The Battle of Muirdykes in 1685: George Brysson’s Memoir #History #Scotland

•November 22, 2015 • 2 Comments

George Brysson, a foot soldier in the Argyll Rising, left a remarkable memoir of his part in the battle of Muirdykes on Thursday 18 June, 1685. His narrative is noteworthy for the detailed account he gives of the battle, his references to the wounding of the martyr, Thomas Archer, and the way in which the death of Captain William Cleland was used by Argyll’s men. It is interesting to compare it with Patrick Hume of Polwarth’s account of the same events.

Erskine Green

A small force of Argyll’s men made an amphibious assault across the River Clyde from Old Kilpatrick.

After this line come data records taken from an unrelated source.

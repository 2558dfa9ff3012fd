// Configuration layer for creating a backend gateway from settings

use crate::http::HttpBackend;
use crate::traits::Backend;
use anyhow::Result;
use serde::{Deserialize, Serialize};
use std::sync::Arc;
use std::time::Duration;

/// Where the classification backend lives when nothing else is configured
pub const DEFAULT_BASE_URL: &str = "http://127.0.0.1:8080";

#[derive(Debug, Clone, PartialEq, Eq, Serialize, Deserialize)]
#[serde(default)]
pub struct GatewayConfig {
    pub base_url: String,
    /// Per-request timeout. `None` leaves it to the transport default,
    /// so a hung request stays in flight until the connection gives up.
    #[serde(skip_serializing_if = "Option::is_none")]
    pub timeout: Option<Duration>,
}

impl Default for GatewayConfig {
    fn default() -> Self {
        Self {
            base_url: DEFAULT_BASE_URL.to_string(),
            timeout: None,
        }
    }
}

impl GatewayConfig {
    pub fn new(base_url: impl Into<String>) -> Self {
        Self {
            base_url: base_url.into(),
            timeout: None,
        }
    }

    pub fn with_timeout(mut self, timeout: Duration) -> Self {
        self.timeout = Some(timeout);
        self
    }
}

/// Factory for creating backends from configuration
pub struct BackendFactory;

impl BackendFactory {
    pub fn create_backend(config: &GatewayConfig) -> Result<Arc<dyn Backend>> {
        let mut builder = HttpBackend::builder().base_url(&config.base_url);
        if let Some(timeout) = config.timeout {
            builder = builder.timeout(timeout);
        }
        Ok(Arc::new(builder.build()?))
    }
}
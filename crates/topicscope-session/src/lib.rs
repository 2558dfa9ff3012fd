pub mod analytics;
pub mod batch;
pub mod history;
pub mod identity;
pub mod prediction;
pub mod sequence;
pub mod validation;

pub use analytics::{
    activity_series, topic_shares, AnalyticsAggregator, AnalyticsState, DEFAULT_WINDOW_DAYS,
};
pub use batch::{BatchOutput, BatchSession, BatchState};
pub use history::{
    paginate, ActionState, HistoryManager, HistoryOperation, HistoryPage, LoadState,
    SelectionState, DEFAULT_HISTORY_LIMIT, DEFAULT_PAGE_SIZE,
};
pub use identity::{
    global_identity, FileIdentityStore, IdentityError, IdentityProvider, IdentitySource,
    IdentityStore, MemoryIdentityStore, ResolvedIdentity,
};
pub use prediction::{PredictionSession, PredictionState};
pub use sequence::Completion;
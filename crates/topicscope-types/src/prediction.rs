use serde::{Deserialize, Serialize};
use std::collections::BTreeMap;

/// Outcome of a single-URL prediction.
///
/// Replaced wholesale by the next prediction; never merged.
#[derive(Debug, Clone, PartialEq, Eq, Serialize, Deserialize)]
pub struct PredictionResult {
    #[serde(rename = "predicted_topic")]
    pub topic: String,
    #[serde(default)]
    pub word_frequencies: BTreeMap<String, u64>,
    #[serde(default)]
    pub from_cache: bool,
}

/// One entry of a word-frequency ranking
#[derive(Debug, Clone, PartialEq, Eq)]
pub struct WordCount {
    pub word: String,
    pub count: u64,
}

impl PredictionResult {
    pub fn new(topic: impl Into<String>) -> Self {
        Self {
            topic: topic.into(),
            word_frequencies: BTreeMap::new(),
            from_cache: false,
        }
    }

    pub fn with_frequencies<I, S>(mut self, frequencies: I) -> Self
    where
        I: IntoIterator<Item = (S, u64)>,
        S: Into<String>,
    {
        self.word_frequencies = frequencies
            .into_iter()
            .map(|(word, count)| (word.into(), count))
            .collect();
        self
    }

    pub fn cached(mut self, from_cache: bool) -> Self {
        self.from_cache = from_cache;
        self
    }

    /// The `n` most frequent words, highest count first, ties broken alphabetically
    pub fn top_words(&self, n: usize) -> Vec<WordCount> {
        let mut words: Vec<WordCount> = self
            .word_frequencies
            .iter()
            .map(|(word, count)| WordCount {
                word: word.clone(),
                count: *count,
            })
            .collect();
        words.sort_by(|a, b| b.count.cmp(&a.count).then_with(|| a.word.cmp(&b.word)));
        words.truncate(n);
        words
    }
}
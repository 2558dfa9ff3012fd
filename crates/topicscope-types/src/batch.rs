use serde::{Deserialize, Serialize};
use std::collections::HashMap;

/// Per-URL result of a batch prediction.
///
/// The success/failure union is carried by [`BatchOutcome`], so an item can
/// never hold both a topic and an error.
#[derive(Debug, Clone, PartialEq, Eq, Serialize, Deserialize)]
#[serde(try_from = "RawBatchItem", into = "RawBatchItem")]
pub struct BatchResultItem {
    pub url: String,
    pub outcome: BatchOutcome,
    pub from_cache: bool,
}

#[derive(Debug, Clone, PartialEq, Eq)]
pub enum BatchOutcome {
    Predicted(String),
    Failed(String),
}

impl BatchResultItem {
    pub fn predicted(url: impl Into<String>, topic: impl Into<String>, from_cache: bool) -> Self {
        Self {
            url: url.into(),
            outcome: BatchOutcome::Predicted(topic.into()),
            from_cache,
        }
    }

    pub fn failed(url: impl Into<String>, error: impl Into<String>) -> Self {
        Self {
            url: url.into(),
            outcome: BatchOutcome::Failed(error.into()),
            from_cache: false,
        }
    }

    pub fn predicted_topic(&self) -> Option<&str> {
        match &self.outcome {
            BatchOutcome::Predicted(topic) => Some(topic),
            BatchOutcome::Failed(_) => None,
        }
    }

    pub fn error(&self) -> Option<&str> {
        match &self.outcome {
            BatchOutcome::Predicted(_) => None,
            BatchOutcome::Failed(error) => Some(error),
        }
    }
}

/// Wire shape: `{url, predicted_topic?, error?, from_cache?}`
#[derive(Debug, Clone, Serialize, Deserialize)]
struct RawBatchItem {
    url: String,
    #[serde(default, skip_serializing_if = "Option::is_none")]
    predicted_topic: Option<String>,
    #[serde(default, skip_serializing_if = "Option::is_none")]
    error: Option<String>,
    #[serde(default)]
    from_cache: bool,
}

impl TryFrom<RawBatchItem> for BatchResultItem {
    type Error = String;

    fn try_from(raw: RawBatchItem) -> Result<Self, Self::Error> {
        let outcome = match (raw.predicted_topic, raw.error) {
            (Some(topic), None) => BatchOutcome::Predicted(topic),
            (None, Some(error)) => BatchOutcome::Failed(error),
            (Some(_), Some(_)) => {
                return Err(format!(
                    "batch item for {} has both predicted_topic and error",
                    raw.url
                ))
            }
            (None, None) => {
                return Err(format!(
                    "batch item for {} has neither predicted_topic nor error",
                    raw.url
                ))
            }
        };

        Ok(Self {
            url: raw.url,
            outcome,
            from_cache: raw.from_cache,
        })
    }
}

impl From<BatchResultItem> for RawBatchItem {
    fn from(item: BatchResultItem) -> Self {
        let (predicted_topic, error) = match item.outcome {
            BatchOutcome::Predicted(topic) => (Some(topic), None),
            BatchOutcome::Failed(error) => (None, Some(error)),
        };
        Self {
            url: item.url,
            predicted_topic,
            error,
            from_cache: item.from_cache,
        }
    }
}

#[derive(Debug, Clone, PartialEq, Eq)]
pub struct TopicGroup {
    pub topic: String,
    pub urls: Vec<String>,
}

/// Topic -> URLs grouping derived from one batch response.
///
/// Topics iterate in order of first appearance in the response; failed items
/// are excluded.
#[derive(Debug, Clone, Default, PartialEq, Eq)]
pub struct TopicGroups {
    groups: Vec<TopicGroup>,
    index: HashMap<String, usize>,
}

impl TopicGroups {
    pub fn from_items(items: &[BatchResultItem]) -> Self {
        let mut grouped = Self::default();
        for item in items {
            if let Some(topic) = item.predicted_topic() {
                grouped.push(topic, &item.url);
            }
        }
        grouped
    }

    fn push(&mut self, topic: &str, url: &str) {
        match self.index.get(topic) {
            Some(&slot) => self.groups[slot].urls.push(url.to_string()),
            None => {
                self.index.insert(topic.to_string(), self.groups.len());
                self.groups.push(TopicGroup {
                    topic: topic.to_string(),
                    urls: vec![url.to_string()],
                });
            }
        }
    }

    pub fn get(&self, topic: &str) -> Option<&[String]> {
        self.index
            .get(topic)
            .map(|&slot| self.groups[slot].urls.as_slice())
    }

    pub fn topics(&self) -> impl Iterator<Item = &str> {
        self.groups.iter().map(|g| g.topic.as_str())
    }

    pub fn iter(&self) -> std::slice::Iter<'_, TopicGroup> {
        self.groups.iter()
    }

    pub fn len(&self) -> usize {
        self.groups.len()
    }

    pub fn is_empty(&self) -> bool {
        self.groups.is_empty()
    }
}

impl<'a> IntoIterator for &'a TopicGroups {
    type Item = &'a TopicGroup;
    type IntoIter = std::slice::Iter<'a, TopicGroup>;

    fn into_iter(self) -> Self::IntoIter {
        self.iter()
    }
}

Map of Old Kilpatrick and Erskine

[Crossing the Clyde]
‘We resolved then to cross Clyde [at Kilpatrick on the morning of 18 June]. But behold there was a troop of horse lying on the other side of the water [on Erskine Green], which made our passage most difficult. However, Sir John Cochrane [of Ochiltree] said, “Gentlemen, it is not time for us to delay, for whenever the enemy does miss us in the morning, they will pursue; therefore, let us force our passage over the water.” There were two boats ; Sir John entered the one with about ten or twelve men, [Patrick Hume of] Polwart got into the other with as many men. The troop sent down four or five of their men on foot to the side of an old boat that lay at the side [>p322.] of the river. Our men would have fired at them, but Sir John would not suffer them, because they had the old boat to be a defence to them; but desired them to forbear till they were nearer the side of the water. And then said, “I think our shot will now reach the body of their troop, so fire at them”; which was accordingly done. And one of their horses being shot dead, and some wounded, the five men that lay at the side of the old boat, firing at us, made haste to get to their horses, and so the whole troop fled; and we got ashore as fast as we could, and pursued them.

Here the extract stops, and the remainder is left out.